The weakness of the type-based approach is that control flow based on the type Particles can currently not be handled. Particles{Bool} appearing in a boolean context should ideally cause each particle to flow through the branching code independently. For this, I imagine a compiler pass to be one viable approach, something that Hydra already seems to have in place. Now, I'm very new to compiler passes, IR and all this, but am willing to spend some time to learn it if it seems like a reasonable approach.
An example of the transformation I would like to do is from
code = Meta.@lower if x > 0
return x^2
else
return -x^2
endto
code2 = Meta.@lower map(x.particles) do x
if x > 0
return x^2
else
return -x^2
end
endwhere the translation should only be done if x is of a special type defined below
struct Particles{T} <: Real
particles::Vector{T}
endWithout this transformation, code like the following fails predictably
Base.:(^)(p::Particles,r) = Particles(p.particles.^r)

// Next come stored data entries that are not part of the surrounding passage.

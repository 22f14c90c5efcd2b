use serde_json::{Value, json};

pub const DEFAULT_PERIODIC_INSTRUCTION: &str = "Respond with a message describing what you want to do and the name of the action you want to take. Respond in JSON.";

pub fn startup_message(game: &str) -> String {
    format!("A game of {game} has started.")
}

pub fn periodic_prompt(action_names: &[String], instruction: Option<&str>) -> String {
    format!(
        "You have the following actions available: {}. {}",
        encode_names(action_names),
        instruction.unwrap_or(DEFAULT_PERIODIC_INSTRUCTION)
    )
}

pub fn forced_prompt(state: Option<&str>, query: &str, action_names: &[String]) -> String {
    let mut prompt = String::new();
    if let Some(state) = state.filter(|state| !state.is_empty()) {
        prompt.push_str(&format!("The current state of the game is: {state}. "));
    }
    prompt.push_str(&format!(
        "{query} Respond with a message describing what you want to do and the name of the action you want to take. Choose one of the following actions: {}. Respond in JSON.",
        encode_names(action_names)
    ));
    prompt
}

pub fn dispatch_prompt(name: &str, description: &str) -> String {
    if description.is_empty() {
        format!("You are doing the following action: {name}. Respond in JSON.")
    } else {
        format!("You are doing the following action: {name}. {description} Respond in JSON.")
    }
}

/// Reply shape for a periodic decision; the action may be omitted.
pub fn periodic_reply_shape(action_names: &[String]) -> Value {
    choice_shape(action_names, &["message"])
}

/// Reply shape for a forced decision; an action is mandatory.
pub fn forced_reply_shape(action_names: &[String]) -> Value {
    choice_shape(action_names, &["message", "action"])
}

fn choice_shape(action_names: &[String], required: &[&str]) -> Value {
    json!({
        "type": "object",
        "properties": {
            "message": { "type": "string" },
            "action": { "type": "string", "enum": action_names },
        },
        "required": required,
    })
}

fn encode_names(action_names: &[String]) -> String {
    json!(action_names).to_string()
}
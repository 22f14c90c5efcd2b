//! Decision-making core: turns timer ticks, forced requests and action results
//! into a serialized sequence of completion calls over one shared conversation.

pub mod context;
pub mod error;
pub mod gate;
pub mod orchestrator;
pub mod ports;
pub mod prompts;
pub mod registry;
pub mod rendezvous;
pub mod reply;
pub mod scheduler;
pub mod testing;

pub use context::ConversationContext;
pub use error::DecisionError;
pub use gate::{PriorityClaim, ResponseGate, RespondingGuard};
pub use orchestrator::{Orchestrator, PeriodicOutcome, SkipReason};
pub use ports::{ActionEmitter, EmitError};
pub use registry::ActionRegistry;
pub use rendezvous::{RecordOutcome, RendezvousError, ResultRendezvous};
pub use reply::ActionChoice;
pub use scheduler::PeriodicScheduler;
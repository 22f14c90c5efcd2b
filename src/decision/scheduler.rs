use std::{sync::Arc, time::Duration};

use tokio::time::{Instant, MissedTickBehavior};
use tokio_util::sync::CancellationToken;

use crate::decision::orchestrator::{Orchestrator, PeriodicOutcome};

/// Fires [`Orchestrator::run_periodic_decision`] at a fixed cadence.
pub struct PeriodicScheduler {
    orchestrator: Arc<Orchestrator>,
    interval: Duration,
}

impl PeriodicScheduler {
    pub fn new(orchestrator: Arc<Orchestrator>, interval: Duration) -> Self {
        Self {
            orchestrator,
            interval,
        }
    }

    /// `None` when the configured interval disables periodic decisions.
    pub fn from_config(orchestrator: Arc<Orchestrator>) -> Option<Self> {
        let interval = orchestrator.config().periodic_interval()?;
        Some(Self::new(orchestrator, interval))
    }

    pub fn interval(&self) -> Duration {
        self.interval
    }

    pub async fn run(self, shutdown: CancellationToken) {
        let mut ticker = tokio::time::interval_at(Instant::now() + self.interval, self.interval);
        ticker.set_missed_tick_behavior(MissedTickBehavior::Skip);
        tracing::info!(
            target: "decision.scheduler",
            interval_ms = self.interval.as_millis() as u64,
            "periodic_scheduler_started"
        );

        loop {
            tokio::select! {
                _ = shutdown.cancelled() => break,
                _ = ticker.tick() => {}
            }

            let outcome = tokio::select! {
                _ = shutdown.cancelled() => break,
                outcome = self.orchestrator.run_periodic_decision() => outcome,
            };
            log_outcome(&outcome);
        }

        tracing::info!(target: "decision.scheduler", "periodic_scheduler_stopped");
    }
}

fn log_outcome(outcome: &PeriodicOutcome) {
    match outcome {
        PeriodicOutcome::Skipped(reason) => {
            tracing::debug!(target: "decision.scheduler", reason = ?reason, "periodic_tick_skipped")
        }
        PeriodicOutcome::NoAction { .. } => {
            tracing::debug!(target: "decision.scheduler", "periodic_tick_no_action")
        }
        PeriodicOutcome::Chosen { action, .. } => {
            tracing::debug!(target: "decision.scheduler", action = %action, "periodic_tick_chose_action")
        }
        PeriodicOutcome::Failed(err) => {
            tracing::debug!(target: "decision.scheduler", error = %err, "periodic_tick_failed")
        }
    }
}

Base.:(>)(p::Particles, r) = Particles(map(>, p.particles, r))
p = Particles(randn(10))
function negsquare(x)
if x > 0
return x^2
else
return -x^2
end
end
julia> negsquare(p)
ERROR: TypeError: non-boolean (Particles) used in boolean contextIf the code was translated to
function negsquare(x)
Particles(map(x.particles) do x
if x > 0
return x^2
else
return -x^2
end
end)
end
julia> negsquare(p)
Particles([0.404953, 0.210984, -1.00176, 0.253796, -0.00620389, 0.831144, -0.0240916, -1.90169, 0.875192, 1.4788])I would get the desired result.
Do you think I can learn from the following code in Hydra to make this happen?
function fix_stmt(ssavalue, stmt, ir, old_to_new_ssavalue)
replacement(x::SSAValue) = old_to_new_ssavalue[x]
replacement(x) = x
if stmt.expr isa GotoIfNot
new_stmt = GotoIfNot(old_to_new_ssavalue[stmt.expr.cond], stmt.expr.dest)
push!(ir, new_stmt)
elseif stmt.expr isa GotoNode
push!(ir, stmt)Thankful for any input or insight on this!